There are 60,000 images in the training data and 10,000 in the test data. The images are \(28 \times 28\), and stored as a three-dimensional array, so we need to reshape them into a matrix. Also, we need to “one-hot” encode the class label. Luckily keras has a lot of built-in functions that do this for us.

x_train <- array_reshape(x_train, c(nrow(x_train), 784))
x_test <- array_reshape(x_test, c(nrow(x_test), 784))
y_train <- to_categorical(g_train, 10)
y_test <- to_categorical(g_test, 10)

Neural networks are somewhat sensitive to the scale of the inputs. For example, ridge and lasso regularization are affected by scaling. Here the inputs are eight-bit grayscale values between 0 and 255, so we rescale to the unit interval.

x_train <- x_train / 255
x_test <- x_test / 255

Now we are ready to fit our neural network.

modelnn <- keras_model_sequential()
modelnn %>%
  layer_dense(units = 256, activation = "relu",
              input_shape = c(784)) %>%
  layer_dropout(rate = 0.4) %>%
  layer_dense(units = 128, activation = "relu") %>%
  layer_dropout(rate = 0.3) %>%
  layer_dense(units = 10, activation = "softmax")

The first layer goes from \(28 \times 28 = 784\) input units to a hidden layer of 256 units, which uses the ReLU activation function. This is specified by a call to layer_dense(), which takes as input a modelnn object, and returns a modified modelnn object. This is then piped through layer dropout() to perform dropout regularization. The second hidden layer comes next, with 128 hidden units, followed by a dropout layer. The final layer is the output layer, with activation "softmax"

\[f_m(X) = \Pr(Y=m|X) = \frac{e_{Z_m}}{\sum_{\ell = 0}^{9}e^{Z_\ell}}\]

for the 10-class classification problem, which defines the map from the second hidden layer to class probabilities. Finally, we use summary() to summarize the model, and to make sure we got it all right.

> summary(modelnn)
Model: "sequential_1"
_____________________________________________________________________
Layer (type)                   Output Shape               Param #    
=====================================================================
dense_4 (Dense)                (None, 256)                200960     
_____________________________________________________________________
dropout_2 (Dropout)            (None, 256)                0          
_____________________________________________________________________
dense_3 (Dense)                (None, 128)                32896      
_____________________________________________________________________
dropout_1 (Dropout)            (None, 128)                0          
_____________________________________________________________________
dense_2 (Dense)                (None, 10)                 1290       
=====================================================================
Total params: 235,146
Trainable params: 235,146
Non-trainable params: 0
_____________________________________________________________________

The parameters for each layer include a bias term, which results in a parameter count of 235,146. For example, the first hidden layer involves \((784 + 1) \times 256 = 200,960\) parameters.

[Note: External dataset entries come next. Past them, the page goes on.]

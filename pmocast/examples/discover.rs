//! Lists cast receivers as they appear on the local network.
//!
//! Usage:
//!   cargo run -p pmocast --example discover -- [seconds]

use std::env;
use std::sync::Arc;
use std::time::{Duration, Instant};

use pmocast::{
    CastConfig, Device, DeviceScanner, DeviceScannerListener, MdnsDeviceScanner, ScannerEvent,
};

struct PrintListener;

impl DeviceScannerListener for PrintListener {
    fn device_did_change(&self, device: &Device) {
        println!("~ {} now reports {:?}", device.friendly_name, device.status_text);
    }
}

fn main() -> anyhow::Result<()> {
    tracing_subscriber::fmt::init();

    let seconds = env::args()
        .nth(1)
        .and_then(|arg| arg.parse::<u64>().ok())
        .unwrap_or(20);

    let config = CastConfig::load(None)?;
    let scanner = MdnsDeviceScanner::with_options(config.scan_options());
    let listener: Arc<dyn DeviceScannerListener> = Arc::new(PrintListener);
    scanner.add_listener(&listener);
    let events = scanner.subscribe();

    scanner.start_scan()?;
    tracing::info!(seconds, "Browsing for cast receivers");

    let deadline = Instant::now() + Duration::from_secs(seconds);
    while let Some(left) = deadline.checked_duration_since(Instant::now()) {
        match events.recv_timeout(left) {
            Ok(ScannerEvent::DeviceOnline(device)) => println!(
                "+ {} [{}] at {} model={}",
                device.friendly_name,
                device.device_id,
                device.address(),
                device.model_name.as_deref().unwrap_or("?")
            ),
            Ok(ScannerEvent::DeviceOffline(device)) => {
                println!("- {} [{}]", device.friendly_name, device.device_id)
            }
            Ok(ScannerEvent::DeviceChanged(_)) => {}
            Err(_) => break,
        }
    }

    scanner.stop_scan();

    println!("=====================");
    let devices = scanner.devices();
    println!("Receivers found : {}", devices.len());
    for device in &devices {
        println!("- {} ({})", device.friendly_name, device.address());
    }
    Ok(())
}
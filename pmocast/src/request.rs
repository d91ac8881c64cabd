//! Request handles and the outstanding-request discipline.
//!
//! Each asynchronous operation gets a [`RequestId`] when it is accepted.
//! At most one request per [`RequestKind`] is outstanding at a time.
//! Depending on the kind, a new request either replaces the old one
//! (the old one completes with `Replaced`) or is refused with
//! `DuplicateRequest`. A load also cancels an outstanding seek.

use std::collections::HashMap;
use std::fmt;

use serde::{Deserialize, Serialize};

use crate::errors::{CastError, CastResult};

/// Opaque handle correlating an accepted request with its completion event.
#[derive(Clone, Copy, Debug, PartialEq, Eq, Hash, PartialOrd, Ord, Serialize, Deserialize)]
pub struct RequestId(pub u64);

impl fmt::Display for RequestId {
    fn fmt(&self, f: &mut fmt::Formatter<'_>) -> fmt::Result {
        write!(f, "#{}", self.0)
    }
}

#[derive(Clone, Copy, Debug, PartialEq, Eq, Hash)]
pub enum RequestKind {
    LaunchApplication,
    StopApplication,
    LoadMedia,
    Seek,
    RequestStatus,
}

/// What happens when a request of a kind already outstanding arrives.
#[derive(Clone, Copy, Debug, PartialEq, Eq)]
pub enum ConflictPolicy {
    /// The newer request wins.
    Replace,
    /// The newer request is refused.
    Reject,
}

impl RequestKind {
    pub fn as_str(self) -> &'static str {
        match self {
            RequestKind::LaunchApplication => "launch application",
            RequestKind::StopApplication => "stop application",
            RequestKind::LoadMedia => "load media",
            RequestKind::Seek => "seek",
            RequestKind::RequestStatus => "status",
        }
    }

    pub fn conflict_policy(self) -> ConflictPolicy {
        match self {
            RequestKind::LoadMedia | RequestKind::Seek => ConflictPolicy::Replace,
            RequestKind::LaunchApplication
            | RequestKind::StopApplication
            | RequestKind::RequestStatus => ConflictPolicy::Reject,
        }
    }

    /// Kinds whose outstanding request is cancelled when this one starts.
    pub fn preempts(self) -> &'static [RequestKind] {
        match self {
            RequestKind::LoadMedia => &[RequestKind::Seek],
            _ => &[],
        }
    }
}

/// A request that left the tracker without running to completion.
#[derive(Clone, Debug, PartialEq)]
pub struct Superseded<S> {
    pub request: RequestId,
    pub kind: RequestKind,
    pub sink: S,
    pub error: CastError,
}

#[derive(Clone, Debug)]
struct Pending<S> {
    request: RequestId,
    sink: S,
}

/// Tracks outstanding requests per kind.
///
/// `S` is whatever the caller needs to route the completion (for instance
/// the channel that issued the request).
#[derive(Debug)]
pub struct RequestTracker<S> {
    next_id: u64,
    outstanding: HashMap<RequestKind, Pending<S>>,
}

impl<S: Clone> Default for RequestTracker<S> {
    fn default() -> Self {
        Self {
            next_id: 1,
            outstanding: HashMap::new(),
        }
    }
}

impl<S: Clone> RequestTracker<S> {
    pub fn new() -> Self {
        Self::default()
    }

    /// Registers a new request of `kind`.
    ///
    /// Returns the new id plus every request it displaced, each carrying the
    /// error its completion must report.
    pub fn begin(
        &mut self,
        kind: RequestKind,
        sink: S,
    ) -> CastResult<(RequestId, Vec<Superseded<S>>)> {
        if self.outstanding.contains_key(&kind) && kind.conflict_policy() == ConflictPolicy::Reject
        {
            return Err(CastError::duplicate_request(kind.as_str()));
        }

        let mut superseded = Vec::new();
        if let Some(old) = self.outstanding.remove(&kind) {
            superseded.push(Superseded {
                request: old.request,
                kind,
                sink: old.sink,
                error: CastError::replaced(kind.as_str()),
            });
        }
        for victim in kind.preempts() {
            if let Some(old) = self.outstanding.remove(victim) {
                superseded.push(Superseded {
                    request: old.request,
                    kind: *victim,
                    sink: old.sink,
                    error: CastError::cancelled(victim.as_str(), kind.as_str()),
                });
            }
        }

        let request = RequestId(self.next_id);
        self.next_id += 1;
        self.outstanding.insert(kind, Pending { request, sink });
        Ok((request, superseded))
    }

    /// True while `request` is still the live request of its kind.
    pub fn is_current(&self, kind: RequestKind, request: RequestId) -> bool {
        self.outstanding
            .get(&kind)
            .is_some_and(|pending| pending.request == request)
    }

    /// Marks `request` as done. Returns its sink, or `None` if it had
    /// already been superseded.
    pub fn finish(&mut self, kind: RequestKind, request: RequestId) -> Option<S> {
        if self.is_current(kind, request) {
            self.outstanding.remove(&kind).map(|pending| pending.sink)
        } else {
            None
        }
    }

    /// Removes every outstanding request, reporting `error` for each.
    pub fn drain(&mut self, error: &CastError) -> Vec<Superseded<S>> {
        let mut drained: Vec<Superseded<S>> = self
            .outstanding
            .drain()
            .map(|(kind, pending)| Superseded {
                request: pending.request,
                kind,
                sink: pending.sink,
                error: error.clone(),
            })
            .collect();
        drained.sort_by_key(|s| s.request);
        drained
    }

    /// Removes the outstanding requests of the given kinds.
    pub fn drain_kinds(&mut self, kinds: &[RequestKind], error: &CastError) -> Vec<Superseded<S>> {
        let mut drained = Vec::new();
        for kind in kinds {
            if let Some(pending) = self.outstanding.remove(kind) {
                drained.push(Superseded {
                    request: pending.request,
                    kind: *kind,
                    sink: pending.sink,
                    error: error.clone(),
                });
            }
        }
        drained.sort_by_key(|s| s.request);
        drained
    }

    /// Removes the outstanding requests whose sink satisfies `pred`.
    pub fn drain_matching(
        &mut self,
        pred: impl Fn(&S) -> bool,
        error: &CastError,
    ) -> Vec<Superseded<S>> {
        let kinds: Vec<RequestKind> = self
            .outstanding
            .iter()
            .filter(|(_, pending)| pred(&pending.sink))
            .map(|(kind, _)| *kind)
            .collect();
        self.drain_kinds(&kinds, error)
    }

    pub fn outstanding_count(&self) -> usize {
        self.outstanding.len()
    }
}
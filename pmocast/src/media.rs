//! Media descriptions exchanged with the receiver.
//!
//! [`MediaInformation`] describes a playable item and is immutable once built.
//! [`MediaStatus`] is the receiver's view of the current playback, as last
//! reported through the media channel.

use std::collections::BTreeMap;
use std::time::Instant;

use serde::{Deserialize, Serialize};
use serde_json::Value;

use crate::model::{IdleReason, PlayerState, StreamType};

/// Well-known metadata keys.
pub mod keys {
    pub const TITLE: &str = "title";
    pub const SUBTITLE: &str = "subtitle";
    pub const ARTIST: &str = "artist";
    pub const ALBUM_NAME: &str = "albumName";
    pub const RELEASE_DATE: &str = "releaseDate";
}

/// String key/value metadata attached to a media item.
#[derive(Clone, Debug, Default, PartialEq, Eq, Serialize, Deserialize)]
pub struct MediaMetadata {
    strings: BTreeMap<String, String>,
    #[serde(default)]
    images: Vec<String>,
}

impl MediaMetadata {
    pub fn new() -> Self {
        Self::default()
    }

    /// Builder form of [`MediaMetadata::set_string`].
    pub fn with_string(mut self, key: impl Into<String>, value: impl Into<String>) -> Self {
        self.set_string(key, value);
        self
    }

    pub fn with_image(mut self, url: impl Into<String>) -> Self {
        self.images.push(url.into());
        self
    }

    pub fn set_string(&mut self, key: impl Into<String>, value: impl Into<String>) {
        self.strings.insert(key.into(), value.into());
    }

    pub fn string_for_key(&self, key: &str) -> Option<&str> {
        self.strings.get(key).map(String::as_str)
    }

    pub fn keys(&self) -> impl Iterator<Item = &str> {
        self.strings.keys().map(String::as_str)
    }

    pub fn images(&self) -> &[String] {
        &self.images
    }

    pub fn is_empty(&self) -> bool {
        self.strings.is_empty() && self.images.is_empty()
    }
}

/// A playable item.
#[derive(Clone, Debug, PartialEq, Serialize, Deserialize)]
pub struct MediaInformation {
    content_id: String,
    stream_type: StreamType,
    content_type: String,
    metadata: MediaMetadata,
    stream_duration: f64,
    custom_data: Option<Value>,
}

impl MediaInformation {
    pub fn new(
        content_id: impl Into<String>,
        stream_type: StreamType,
        content_type: impl Into<String>,
        metadata: MediaMetadata,
        stream_duration: f64,
        custom_data: Option<Value>,
    ) -> Self {
        Self {
            content_id: content_id.into(),
            stream_type,
            content_type: content_type.into(),
            metadata,
            stream_duration,
            custom_data,
        }
    }

    pub fn content_id(&self) -> &str {
        &self.content_id
    }

    pub fn stream_type(&self) -> StreamType {
        self.stream_type
    }

    pub fn content_type(&self) -> &str {
        &self.content_type
    }

    pub fn metadata(&self) -> &MediaMetadata {
        &self.metadata
    }

    /// Duration in seconds. Live streams usually report 0.
    pub fn stream_duration(&self) -> f64 {
        self.stream_duration
    }

    pub fn custom_data(&self) -> Option<&Value> {
        self.custom_data.as_ref()
    }
}

/// Guesses a MIME type from the content URL extension.
pub fn guess_content_type(content_id: &str) -> &'static str {
    let path = content_id
        .split(['?', '#'])
        .next()
        .unwrap_or(content_id)
        .to_ascii_lowercase();
    match path.rsplit('.').next() {
        Some("flac") => "audio/flac",
        Some("mp3") => "audio/mpeg",
        Some("ogg") | Some("oga") => "audio/ogg",
        Some("m4a") | Some("aac") => "audio/mp4",
        Some("wav") => "audio/wav",
        Some("mp4") | Some("m4v") => "video/mp4",
        Some("webm") => "video/webm",
        Some("m3u8") => "application/x-mpegURL",
        Some("mpd") => "application/dash+xml",
        _ => "application/octet-stream",
    }
}

/// Playback status as last reported by the receiver.
#[derive(Clone, Debug, PartialEq, Serialize, Deserialize)]
pub struct MediaStatus {
    pub media_session_id: i32,
    pub player_state: PlayerState,
    pub idle_reason: IdleReason,
    pub media_information: Option<MediaInformation>,
    /// Position in seconds at the time of the report.
    pub stream_position: f64,
    pub playback_rate: f64,
}

impl MediaStatus {
    pub fn new(media_session_id: i32, player_state: PlayerState) -> Self {
        Self {
            media_session_id,
            player_state,
            idle_reason: IdleReason::None,
            media_information: None,
            stream_position: 0.0,
            playback_rate: 1.0,
        }
    }

    pub fn stream_duration(&self) -> Option<f64> {
        self.media_information
            .as_ref()
            .map(MediaInformation::stream_duration)
            .filter(|d| *d > 0.0)
    }
}

/// A [`MediaStatus`] together with the instant it was received.
#[derive(Clone, Debug)]
pub(crate) struct StatusSnapshot {
    pub status: MediaStatus,
    pub received_at: Instant,
}

impl StatusSnapshot {
    pub fn new(status: MediaStatus) -> Self {
        Self {
            status,
            received_at: Instant::now(),
        }
    }

    /// Extrapolates the stream position to `now`.
    pub fn approximate_position(&self, now: Instant) -> f64 {
        let status = &self.status;
        let mut position = status.stream_position;
        if status.player_state == PlayerState::Playing {
            let elapsed = now.saturating_duration_since(self.received_at).as_secs_f64();
            position += elapsed * status.playback_rate;
        }
        if let Some(duration) = status.stream_duration() {
            position = position.min(duration);
        }
        position.max(0.0)
    }
}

Notice that the layer names such as dropout_1 and dense_2 have subscripts. These may appear somewhat random; in fact, if you fit the same model again, these will change. They are of no consequence: they vary because the model specification code is run in python, and these subscripts are incremented every time keras_model_sequential() is called.

Questions

Similarly as above, use the MNIST dataset with the same preprocessing steps.
Create a neural network modelnn with three hidden layers of 64 and 32 hidden units, respectively. Add a ReLU activation function to each hidden layer.
Add a dropout layer after each hidden layer, in which a random 40% and 30% of the activations from the previous layer are set to zero during each iteration of the optimization algorithm, respectively.
Add an output layer with the appropriate number of units corresponding to the number of classes and a softmax activation function.